Developmental disorders due to disruption in the migration of neuroblasts

Neuronal migration disorder (NMD) refers to a heterogenous group of disorders that, it is supposed, share the same etiopathological mechanism: a variable degree of disruption in the migration of neuroblasts during neurogenesis. The neuronal migration disorders are termed cerebral dysgenesis disorders, brain malformations caused by primary alterations during neurogenesis; on the other hand, brain malformations are highly diverse and refer to any insult to the brain during its formation and maturation due to intrinsic or extrinsic causes that ultimately will alter the normal brain anatomy. However, there is some controversy in the terminology because virtually any malformation will involve neuroblast migration, either primarily or secondarily.

==Symptoms and signs==
Symptoms vary according to the abnormality, but often feature poor muscle tone and motor function, seizures, developmental delays, intellectual disabilities, failure to grow and thrive, difficulties with feeding, swelling in the extremities, and a smaller than normal head. Most infants with an NMD appear normal, but some disorders have characteristic facial or skull features that can be recognized by a neurologist.

== Cause ==
In the developing brain, neural stem cells must migrate from the areas where they are born to the areas where they will settle into their proper neural circuits. Neuronal migration, which occurs as early as the second month of gestation, is controlled by a complex assortment of chemical guides and signals. When these signals are absent or incorrect, neurons do not end up where they belong. This can result in structurally abnormal or missing areas of the brain in the cerebral hemispheres, cerebellum, brainstem, or hippocampus.

Several genetic abnormalities in children with NMDs have been identified. Defects in genes that are involved in neuronal migration have been associated with NMDs, but the role they play in the development of these disorders is not yet well understood.

A study in Sweden investigated the impact of environmental factors on NMDs. The study indicated that there might be an impact of low or subnormal maternal BMI before and during pregnancy, maternal infection, such as rubella, and maternal smoking on fetal brain development, including neuronal migration. The roles of maternal BMI and congenital infections should be tested in future analytical studies.

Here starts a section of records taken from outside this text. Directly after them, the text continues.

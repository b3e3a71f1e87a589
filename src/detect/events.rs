//! Event-wiring detection.
//!
//! Classifies the raw event-handler signals parser adapters attach to
//! functions: IPC channels, DOM listeners, lifecycle hooks and UI handler
//! props. The generic naming-convention matcher runs last, only for
//! functions none of whose signals were claimed by a specific matcher.

use std::collections::BTreeMap;

use lazy_static::lazy_static;
use regex::Regex;

use crate::analysis::{method_name, FileAnalysis, FunctionInfo};
use crate::config::ScoringConfig;
use crate::language::Language;

use super::stats::{detection_report, detection_stats, DetectionReport, DetectionStats};
use super::types::{sort_findings, EventHandlerRecord, EventKind, SignalOrigin};

lazy_static! {
    // ipcMain.on:save-file, ipcRenderer.invoke:read-config
    static ref IPC_RE: Regex =
        Regex::new(r"^ipc(?:Main|Renderer)\.(?:on|once|handle|send|invoke):(.+)$").unwrap();
    // addEventListener:click
    static ref LISTENER_RE: Regex = Regex::new(r"^addEventListener:(\w+)").unwrap();
    // onClick:handleClick, onSubmit:submitForm
    static ref UI_PROP_RE: Regex = Regex::new(r"^(on[A-Z]\w*)").unwrap();
    // handleSubmit, handle_submit, on_message
    static ref GENERIC_HANDLER_RE: Regex =
        Regex::new(r"^handle(?:_\w+|[A-Z]\w*)$|^on_[a-z]\w*$").unwrap();
}

/// Lifecycle hook name -> owning framework.
fn lifecycle_framework(name: &str) -> Option<&'static str> {
    match name {
        "componentDidMount" | "componentDidUpdate" | "componentWillUnmount" | "useEffect"
        | "useLayoutEffect" => Some("react"),
        "mounted" | "created" | "updated" | "beforeDestroy" | "destroyed" | "onMounted"
        | "onUnmounted" => Some("vue"),
        "ngOnInit" | "ngOnDestroy" | "ngOnChanges" => Some("angular"),
        _ => None,
    }
}

/// Detects event wiring across a corpus.
#[derive(Default)]
pub struct EventDetector {
    config: ScoringConfig,
}

impl EventDetector {
    pub fn new() -> Self {
        Self::default()
    }

    pub fn with_config(config: ScoringConfig) -> Self {
        Self { config }
    }

    /// Scan the corpus, sorted by (file, line). Files with a recorded parse
    /// error are skipped entirely.
    pub fn detect(&self, corpus: &BTreeMap<String, FileAnalysis>) -> Vec<EventHandlerRecord> {
        let mut findings = Vec::new();
        for (path, analysis) in corpus {
            if analysis.has_error() {
                continue;
            }
            for (container, info) in analysis.all_functions() {
                scan_function(path, analysis.language, &container, info, &mut findings);
            }
        }
        sort_findings(&mut findings);
        findings
    }

    pub fn detection_stats(&self, findings: &[EventHandlerRecord]) -> DetectionStats {
        detection_stats(findings, self.config.top_name_count)
    }

    pub fn detection_report(
        &self,
        corpus: &BTreeMap<String, FileAnalysis>,
    ) -> DetectionReport<EventHandlerRecord> {
        detection_report(self.detect(corpus), self.config.top_name_count)
    }
}

fn scan_function(
    path: &str,
    language: Language,
    container: &str,
    info: &FunctionInfo,
    findings: &mut Vec<EventHandlerRecord>,
) {
    let mut origin = SignalOrigin::Unclaimed;
    let mut push = |kind: EventKind, framework: &str, name: Option<String>, signal: &str| {
        let mut detail = BTreeMap::new();
        detail.insert("signal".to_string(), signal.to_string());
        if let Some(name) = name {
            detail.insert("name".to_string(), name);
        }
        findings.push(EventHandlerRecord {
            kind,
            framework: framework.to_string(),
            file: path.to_string(),
            line: info.line,
            container: container.to_string(),
            detail,
        });
    };

    for signal in &info.event_handlers {
        if let Some(caps) = IPC_RE.captures(signal) {
            origin = SignalOrigin::Specific("electron");
            push(
                EventKind::IpcChannel,
                "electron",
                Some(caps[1].to_string()),
                signal,
            );
            continue;
        }
        if let Some(caps) = LISTENER_RE.captures(signal) {
            origin = SignalOrigin::Specific("dom");
            push(
                EventKind::DomListener,
                "dom",
                Some(caps[1].to_string()),
                signal,
            );
            continue;
        }
        // Lifecycle before UI props: "onMounted" is a lifecycle hook, not a
        // handler prop.
        let head = signal.split(':').next().unwrap_or(signal);
        if let Some(framework) = lifecycle_framework(head) {
            origin = SignalOrigin::Specific(framework);
            push(
                EventKind::Lifecycle,
                framework,
                Some(head.to_string()),
                signal,
            );
            continue;
        }
        if let Some(caps) = UI_PROP_RE.captures(signal) {
            origin = SignalOrigin::Specific("ui");
            let framework = if language.is_javascript_family() {
                "react"
            } else {
                "ui"
            };
            push(
                EventKind::UiHandler,
                framework,
                Some(caps[1].to_string()),
                signal,
            );
        }
    }

    // Generic naming-convention matcher: last, and never re-matching a
    // function whose signals were already claimed above.
    if !origin.is_claimed() {
        let bare = method_name(container.rsplit('.').next().unwrap_or(container));
        if GENERIC_HANDLER_RE.is_match(bare) {
            push(
                EventKind::GenericHandler,
                "generic",
                Some(bare.to_string()),
                bare,
            );
        }
    }
}
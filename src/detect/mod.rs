//! Pattern detection engines.
//!
//! Four independent detectors scan the full corpus of `FileAnalysis`
//! records: framework detection by weighted evidence scoring, and API /
//! state / event detection by tagged signal classification. All detectors
//! are pure, deterministic, and skip files carrying a parse error.

mod api;
mod events;
mod framework;
mod signatures;
mod state;
mod stats;
mod types;

pub use api::ApiDetector;
pub use events::EventDetector;
pub use framework::{FrameworkDetector, FrameworkReport};
pub use signatures::{
    builtin_signatures, content_proxy, FrameworkSignature, PatternKind, SignaturePattern,
};
pub use state::StateDetector;
pub use stats::{detection_report, detection_stats, DetectionReport, DetectionStats, NameCount};
pub use types::{
    sort_findings, ApiEndpoint, ApiKind, EventHandlerRecord, EventKind, Finding,
    FrameworkDetection, SignalOrigin, StateChangePattern, StateKind,
};
//! rf-state: Local document state for collaborative sessions
//!
//! - Observable entity stores (get / patch / replace / subscribe)
//! - The `Document` aggregate holding every store of one arrangement
//! - The lease table arbitrating exclusive edit rights
//! - Presence of the other participants

mod store;
mod document;
mod locks;
mod presence;

pub use store::*;
pub use document::*;
pub use locks::*;
pub use presence::*;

NMDs occur in the instance that 1) neuroblasts do not migrate from all of the ventricles or migrate only part of the way, 2) only some of the neuroblasts reach the cortical layer, 3) neuroblasts overshoot the appropriate cortical layer and protrude into the subarachnoid space, or 4) the late stage organization of the neuronal layer in the cortex is disrupted. Abnormal migration ultimately results in abnormal gyral formation.

==Diagnosis==
===Types of NMD syndromes===
More than 25 syndromes resulting from abnormal neuronal migration have been described. Among them are syndromes with several different patterns of inheritance; genetic counseling thus differs greatly between syndromes.
- Lissencephaly
- Microlissencephaly
- Schizencephaly
- Porencephaly
- Pachygyria
- Polymicrogyria
- Agyria
- Macrogyria
- Microgyria
- Micropolygyria
- Grey matter heterotopia
- Agenesis of the corpus callosum
- Agenesis of the cranial nerves
- Band heterotopias

Focal cortical dysplasia, Miller–Dieker syndrome, muscle-brain-eye syndrome, Fukuyama congenital muscular dystrophy and Walker–Warburg syndrome are genetic disorders associated with lissencephaly.

== Treatment ==
Treatment is symptomatic and may include anti-seizure medication and special or supplemental education consisting of physical, occupational and speech therapies.

== Prognosis ==
The prognosis for children with NMDs varies depending on the specific disorder and the degree of brain abnormality and subsequent neurological signs and symptoms.